▸ REQUIREMENT: When you respond, write out each entry exactly as it stands.
····················
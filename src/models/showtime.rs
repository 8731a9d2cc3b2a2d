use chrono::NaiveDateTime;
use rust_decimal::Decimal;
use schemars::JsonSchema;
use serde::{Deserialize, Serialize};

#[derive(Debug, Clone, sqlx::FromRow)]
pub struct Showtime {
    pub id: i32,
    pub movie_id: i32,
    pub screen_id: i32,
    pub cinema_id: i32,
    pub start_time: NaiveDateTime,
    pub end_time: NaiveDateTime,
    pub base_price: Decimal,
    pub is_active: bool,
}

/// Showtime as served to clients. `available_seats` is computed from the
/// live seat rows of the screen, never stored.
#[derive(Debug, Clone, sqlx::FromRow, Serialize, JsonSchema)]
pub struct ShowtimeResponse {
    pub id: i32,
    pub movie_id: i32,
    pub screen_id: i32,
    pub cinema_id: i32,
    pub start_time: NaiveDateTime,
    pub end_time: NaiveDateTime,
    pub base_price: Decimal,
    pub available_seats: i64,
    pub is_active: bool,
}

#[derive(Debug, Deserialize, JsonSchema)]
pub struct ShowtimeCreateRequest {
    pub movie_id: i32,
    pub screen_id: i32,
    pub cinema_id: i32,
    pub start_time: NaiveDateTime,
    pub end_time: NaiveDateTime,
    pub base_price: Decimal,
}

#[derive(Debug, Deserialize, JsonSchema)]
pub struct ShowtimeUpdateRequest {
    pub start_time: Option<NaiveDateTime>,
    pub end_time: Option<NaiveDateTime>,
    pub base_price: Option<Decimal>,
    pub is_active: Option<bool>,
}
····················
▸ OUTPUT OF THE TASK:
filename src/models/showtime.rs
repository 8731a9d2cc3b2a2d
use chrono::NaiveDateTime;
use rust_decimal::Decimal;
use schemars::JsonSchema;
use serde::{Deserialize, Serialize};

#[derive(Debug, Clone, sqlx::FromRow)]
pub struct Showtime {
    pub id: i32,
    pub movie_id: i32,
    pub screen_id: i32,
    pub cinema_id: i32,
    pub start_time: NaiveDateTime,
    pub end_time: NaiveDateTime,
    pub base_price: Decimal,
    pub is_active: bool,
}

/// Showtime as served to clients. `available_seats` is computed from the
/// live seat rows of the screen, never stored.
#[derive(Debug, Clone, sqlx::FromRow, Serialize, JsonSchema)]
pub struct ShowtimeResponse {
    pub id: i32,
    pub movie_id: i32,
    pub screen_id: i32,
    pub cinema_id: i32,
    pub start_time: NaiveDateTime,
    pub end_time: NaiveDateTime,
    pub base_price: Decimal,
    pub available_seats: i64,
    pub is_active: bool,
}

#[derive(Debug, Deserialize, JsonSchema)]
pub struct ShowtimeCreateRequest {
    pub movie_id: i32,
    pub screen_id: i32,
    pub cinema_id: i32,
    pub start_time: NaiveDateTime,
    pub end_time: NaiveDateTime,
    pub base_price: Decimal,
}

#[derive(Debug, Deserialize, JsonSchema)]
pub struct ShowtimeUpdateRequest {
    pub start_time: Option<NaiveDateTime>,
    pub end_time: Option<NaiveDateTime>,
    pub base_price: Option<Decimal>,
    pub is_active: Option<bool>,
}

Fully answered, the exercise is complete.